Saved data entries
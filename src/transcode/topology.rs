//! Transcode topology
//!
//! Connects the source stream to the output file:
//! `AudioDecoder` → `AudioResampler` → `SampleFifo` → `AacEncoder` → MP4 muxer.
//!
//! The topology is built on the caller's thread so configuration errors are
//! reported immediately, then moved onto the session thread by
//! [`Topology::run`], which reports its lifecycle as [`SessionEvent`]s.

use std::path::Path;
use std::sync::atomic::{AtomicBool, AtomicI64, Ordering};
use std::sync::Arc;

use ffmpeg_next as ffmpeg;
use tokio::sync::mpsc::UnboundedSender;

use crate::cli::is_same_file;
use crate::duration::WindowsTimeUnits;
use crate::error::{EncodeError, FfmpegError, Result};
use crate::ffmpeg::helpers::{muxer_needs_global_header, stream_reset_codec_tag};
use crate::ffmpeg::utils::{rescale_ts, MICROSECONDS};
use crate::profile::TranscodeProfile;
use crate::session::events::SessionEvent;
use crate::session::wait::WaitHandle;
use crate::source::MediaSource;

use super::decoder::AudioDecoder;
use super::encoder::AacEncoder;
use super::fifo::SampleFifo;
use super::resampler::AudioResampler;

/// Position value meaning the clock has no time source yet
const NO_TIME: i64 = i64::MIN;

/// Shared handle between a running topology and its session.
///
/// Carries the presentation clock and the close/abort requests.
#[derive(Clone)]
pub struct PipelineControl {
    inner: Arc<ControlInner>,
}

struct ControlInner {
    position_us: AtomicI64,
    abort: AtomicBool,
    close: WaitHandle,
}

impl PipelineControl {
    pub fn new() -> Self {
        Self {
            inner: Arc::new(ControlInner {
                position_us: AtomicI64::new(NO_TIME),
                abort: AtomicBool::new(false),
                close: WaitHandle::new(),
            }),
        }
    }

    /// Current presentation time, or `None` before the first packet.
    pub fn position(&self) -> Option<WindowsTimeUnits> {
        match self.inner.position_us.load(Ordering::Acquire) {
            NO_TIME => None,
            us => Some(WindowsTimeUnits::from_micros(us)),
        }
    }

    pub fn set_position_micros(&self, micros: i64) {
        self.inner
            .position_us
            .store(micros.max(0), Ordering::Release);
    }

    /// Ask an ended topology to finalize the output.
    pub fn request_close(&self) {
        self.inner.close.set();
    }

    /// Ask the topology to stop as soon as possible without finalizing.
    pub fn request_abort(&self) {
        self.inner.abort.store(true, Ordering::Release);
        self.inner.close.set();
    }

    pub fn is_aborted(&self) -> bool {
        self.inner.abort.load(Ordering::Acquire)
    }

    /// Block until close or abort is requested. Returns `true` for close.
    fn wait_for_close(&self) -> bool {
        self.inner.close.wait_forever();
        !self.is_aborted()
    }
}

impl Default for PipelineControl {
    fn default() -> Self {
        Self::new()
    }
}

/// A fully configured decode → encode → mux chain.
pub struct Topology {
    input: ffmpeg::format::context::Input,
    stream_index: usize,
    decoder: AudioDecoder,
    encoder: AacEncoder,
    output: ffmpeg::format::context::Output,
    profile: TranscodeProfile,
}

impl Topology {
    /// Build the topology: open the decoder for the source stream, the AAC
    /// encoder for `profile`, and create the output file.
    ///
    /// The output file is created last, so a configuration error leaves any
    /// existing file untouched. It is never the source file itself.
    pub fn build(source: MediaSource, output: &Path, profile: &TranscodeProfile) -> Result<Self> {
        if is_same_file(source.path(), output) {
            return Err(EncodeError::OutputIsInput(output.to_path_buf()));
        }
        let (input, stream_index) = source.into_input();

        let decoder = {
            let stream = input.stream(stream_index).ok_or_else(|| {
                FfmpegError::DecoderNotFound(format!("audio stream {} not found", stream_index))
            })?;
            AudioDecoder::open(&stream)?
        };

        let muxer = profile.container.muxer_name();
        let global_header = muxer_needs_global_header(muxer)
            .ok_or_else(|| FfmpegError::MuxerCreate(format!("muxer {} not available", muxer)))?;
        let encoder = AacEncoder::open(profile, global_header)?;

        let mut octx =
            ffmpeg::format::output_as(output, muxer).map_err(|e| sink_error(output, e))?;
        {
            let mut out_stream = octx
                .add_stream(ffmpeg::encoder::find(ffmpeg::codec::Id::None))
                .map_err(|e| FfmpegError::MuxerCreate(format!("Failed to add audio stream: {}", e)))?;
            out_stream.set_parameters(encoder.codec_parameters());
            stream_reset_codec_tag(&mut out_stream);
            out_stream.set_time_base(encoder.time_base());
        }

        tracing::debug!(
            output = %output.display(),
            muxer,
            global_header,
            "topology built"
        );

        Ok(Self {
            input,
            stream_index,
            decoder,
            encoder,
            output: octx,
            profile: profile.clone(),
        })
    }

    /// Run the topology to completion, reporting through `events`:
    /// `Started`, then `Ended` once all input is encoded, then (after the
    /// session requests close) `Closed` once the output is finalized. The
    /// first failure is reported with the event that was due and ends the run.
    pub fn run(self, control: &PipelineControl, events: &UnboundedSender<SessionEvent>) {
        let Topology {
            mut input,
            stream_index,
            decoder,
            encoder,
            output,
            profile,
        } = self;

        let mut chain = match Chain::new(decoder, encoder, output, &profile) {
            Ok(chain) => chain,
            Err(e) => {
                let _ = events.send(SessionEvent::started(Err(e)));
                return;
            }
        };
        if events.send(SessionEvent::started(Ok(()))).is_err() {
            return;
        }

        if let Err(e) = chain.process(&mut input, stream_index, control) {
            let _ = events.send(SessionEvent::ended(Err(e)));
            return;
        }
        if events.send(SessionEvent::ended(Ok(()))).is_err() {
            return;
        }

        if !control.wait_for_close() {
            let _ = events.send(SessionEvent::closed(Err(EncodeError::Session(
                "transcode aborted".into(),
            ))));
            return;
        }

        let _ = events.send(SessionEvent::closed(chain.finalize()));
    }
}

/// The stages after the demuxer, with the per-run state.
struct Chain {
    decoder: AudioDecoder,
    resampler: Option<AudioResampler>,
    fifo: SampleFifo,
    encoder: AacEncoder,
    output: ffmpeg::format::context::Output,
    out_time_base: ffmpeg::Rational,
    profile: TranscodeProfile,
}

impl Chain {
    /// Write the container header and capture the timebase the muxer chose.
    fn new(
        decoder: AudioDecoder,
        encoder: AacEncoder,
        mut output: ffmpeg::format::context::Output,
        profile: &TranscodeProfile,
    ) -> Result<Self> {
        output
            .write_header()
            .map_err(|e| FfmpegError::WriteHeader(e.to_string()))?;

        let out_time_base = output
            .stream(0)
            .map(|s| s.time_base())
            .ok_or_else(|| FfmpegError::MuxerCreate("output stream missing".into()))?;

        Ok(Self {
            decoder,
            resampler: None,
            fifo: SampleFifo::new(profile.channels, profile.sample_rate, profile.channel_layout()),
            encoder,
            output,
            out_time_base,
            profile: profile.clone(),
        })
    }

    /// Feed every packet of the source stream through the chain, then flush
    /// all stages.
    fn process(
        &mut self,
        input: &mut ffmpeg::format::context::Input,
        stream_index: usize,
        control: &PipelineControl,
    ) -> Result<()> {
        for (stream, packet) in input.packets() {
            if control.is_aborted() {
                return Err(EncodeError::Session("transcode aborted".into()));
            }
            if stream.index() != stream_index {
                continue;
            }

            if let Some(pts) = packet.pts().or(packet.dts()) {
                control.set_position_micros(rescale_ts(pts, stream.time_base(), MICROSECONDS));
            }

            self.decoder.feed(Some(&packet))?;
            self.drain_decoder()?;
        }

        self.decoder.feed(None)?;
        self.drain_decoder()?;

        if let Some(resampler) = self.resampler.as_mut() {
            while let Some(frame) = resampler.flush()? {
                self.fifo.push(&frame)?;
            }
        }
        self.encode_ready()?;

        let frame_size = self.encoder.frame_size();
        while let Some(frame) = self.fifo.drain_frame(frame_size)? {
            self.encoder.send_frame(&frame)?;
            self.write_packets()?;
        }

        self.encoder.send_eof()?;
        self.write_packets()?;

        tracing::debug!(
            samples = self.fifo.next_pts(),
            skipped_packets = self.decoder.skipped_packets(),
            "all input encoded"
        );
        Ok(())
    }

    fn drain_decoder(&mut self) -> Result<()> {
        while let Some(frame) = self.decoder.next_frame()? {
            if self.resampler.is_none() {
                tracing::debug!(
                    sample_rate = frame.rate(),
                    channels = frame.channels(),
                    format = ?frame.format(),
                    "creating resampler from first frame"
                );
                self.resampler = Some(AudioResampler::new(
                    &frame,
                    self.profile.sample_rate,
                    self.profile.channel_layout(),
                )?);
            }

            if let Some(resampler) = self.resampler.as_mut() {
                if let Some(resampled) = resampler.convert(&frame)? {
                    self.fifo.push(&resampled)?;
                }
            }
            self.encode_ready()?;
        }
        Ok(())
    }

    /// Encode every full frame the FIFO holds.
    fn encode_ready(&mut self) -> Result<()> {
        let frame_size = self.encoder.frame_size();
        while let Some(frame) = self.fifo.pop_frame(frame_size)? {
            self.encoder.send_frame(&frame)?;
            self.write_packets()?;
        }
        Ok(())
    }

    fn write_packets(&mut self) -> Result<()> {
        while let Some(mut packet) = self.encoder.receive_packet()? {
            packet.set_stream(0);
            packet.rescale_ts(self.encoder.time_base(), self.out_time_base);
            packet
                .write_interleaved(&mut self.output)
                .map_err(|e| FfmpegError::WritePacket(e.to_string()))?;
        }
        Ok(())
    }

    fn finalize(mut self) -> Result<()> {
        self.output
            .write_trailer()
            .map_err(|e| FfmpegError::WriteTrailer(e.to_string()).into())
    }
}

/// Map a failure to create the output file to its underlying OS error.
fn sink_error(path: &Path, error: ffmpeg::Error) -> FfmpegError {
    match error {
        ffmpeg::Error::Other { errno } => FfmpegError::CannotCreateSink {
            path: path.to_path_buf(),
            source: std::io::Error::from_raw_os_error(errno),
        },
        e => FfmpegError::MuxerCreate(format!("{}: {}", path.display(), e)),
    }
}

#[cfg(test)]
mod tests {
    use super::*;
    use crate::profile::aac_quality_bytes_per_second;
    use crate::tests::fixtures::write_sine_wav;

    #[test]
    fn test_control_position_starts_without_time_source() {
        let control = PipelineControl::new();
        assert_eq!(control.position(), None);
        control.set_position_micros(2_500_000);
        assert_eq!(control.position(), Some(WindowsTimeUnits::from_micros(2_500_000)));
        control.set_position_micros(-10);
        assert_eq!(control.position(), Some(WindowsTimeUnits::ZERO));
    }

    #[test]
    fn test_control_close_and_abort() {
        let control = PipelineControl::new();
        control.request_close();
        assert!(control.wait_for_close());

        let control = PipelineControl::new();
        control.request_abort();
        assert!(control.is_aborted());
        assert!(!control.wait_for_close());
    }

    #[test]
    fn test_build_fails_for_missing_directory() {
        crate::ffmpeg::init().unwrap();
        let dir = tempfile::tempdir().unwrap();
        let input = dir.path().join("in.wav");
        write_sine_wav(&input, 44_100, 1, 0.5).unwrap();

        let source = MediaSource::open(&input).unwrap();
        let profile = TranscodeProfile::aac(16, 44_100, 1, aac_quality_bytes_per_second(2));
        let output = dir.path().join("missing").join("out.m4a");

        let err = Topology::build(source, &output, &profile).err().unwrap();
        match err {
            EncodeError::Ffmpeg(FfmpegError::CannotCreateSink { path, source }) => {
                assert_eq!(path, output);
                assert_eq!(source.kind(), std::io::ErrorKind::NotFound);
            }
            other => panic!("unexpected error: {other:?}"),
        }
    }

    #[test]
    fn test_build_refuses_to_write_over_source() {
        crate::ffmpeg::init().unwrap();
        let dir = tempfile::tempdir().unwrap();
        let input = dir.path().join("in.wav");
        write_sine_wav(&input, 44_100, 1, 0.5).unwrap();
        let original = std::fs::read(&input).unwrap();

        let source = MediaSource::open(&input).unwrap();
        let profile = TranscodeProfile::aac(16, 44_100, 1, aac_quality_bytes_per_second(2));
        let err = Topology::build(source, &input, &profile).err().unwrap();

        assert!(matches!(err, EncodeError::OutputIsInput(ref path) if *path == input));
        assert_eq!(std::fs::read(&input).unwrap(), original);
    }

    #[test]
    fn test_encoder_failure_keeps_existing_output() {
        crate::ffmpeg::init().unwrap();
        let dir = tempfile::tempdir().unwrap();
        let input = dir.path().join("in.wav");
        let output = dir.path().join("out.m4a");
        write_sine_wav(&input, 44_100, 1, 0.5).unwrap();
        std::fs::write(&output, b"previous").unwrap();

        let source = MediaSource::open(&input).unwrap();
        let mut profile = TranscodeProfile::aac(16, 44_100, 1, aac_quality_bytes_per_second(2));
        profile.sample_rate = 0;

        let err = Topology::build(source, &output, &profile).err().unwrap();
        assert!(matches!(err, EncodeError::Ffmpeg(FfmpegError::EncoderConfigure(_))));
        assert_eq!(std::fs::read(&output).unwrap(), b"previous");
    }

    #[test]
    fn test_sink_error_keeps_other_errors() {
        let path = Path::new("out.m4a");
        assert!(matches!(
            sink_error(path, ffmpeg::Error::InvalidData),
            FfmpegError::MuxerCreate(_)
        ));
    }
}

■ **What you will do**: Copy the lines of the data above exactly as written, beginning with the line containing "finalize the output." and ending with the line containing "let global_header = muxer_needs_global_header(muxer)", and leave out all other lines.

■ **Response to the task**:
    /// Ask an ended topology to finalize the output.
    pub fn request_close(&self) {
        self.inner.close.set();
    }

    /// Ask the topology to stop as soon as possible without finalizing.
    pub fn request_abort(&self) {
        self.inner.abort.store(true, Ordering::Release);
        self.inner.close.set();
    }

    pub fn is_aborted(&self) -> bool {
        self.inner.abort.load(Ordering::Acquire)
    }

    /// Block until close or abort is requested. Returns `true` for close.
    fn wait_for_close(&self) -> bool {
        self.inner.close.wait_forever();
        !self.is_aborted()
    }
}

impl Default for PipelineControl {
    fn default() -> Self {
        Self::new()
    }
}

/// A fully configured decode → encode → mux chain.
pub struct Topology {
    input: ffmpeg::format::context::Input,
    stream_index: usize,
    decoder: AudioDecoder,
    encoder: AacEncoder,
    output: ffmpeg::format::context::Output,
    profile: TranscodeProfile,
}

impl Topology {
    /// Build the topology: open the decoder for the source stream, the AAC
    /// encoder for `profile`, and create the output file.
    ///
    /// The output file is created last, so a configuration error leaves any
    /// existing file untouched. It is never the source file itself.
    pub fn build(source: MediaSource, output: &Path, profile: &TranscodeProfile) -> Result<Self> {
        if is_same_file(source.path(), output) {
            return Err(EncodeError::OutputIsInput(output.to_path_buf()));
        }
        let (input, stream_index) = source.into_input();

        let decoder = {
            let stream = input.stream(stream_index).ok_or_else(|| {
                FfmpegError::DecoderNotFound(format!("audio stream {} not found", stream_index))
            })?;
            AudioDecoder::open(&stream)?
        };

        let muxer = profile.container.muxer_name();
        let global_header = muxer_needs_global_header(muxer)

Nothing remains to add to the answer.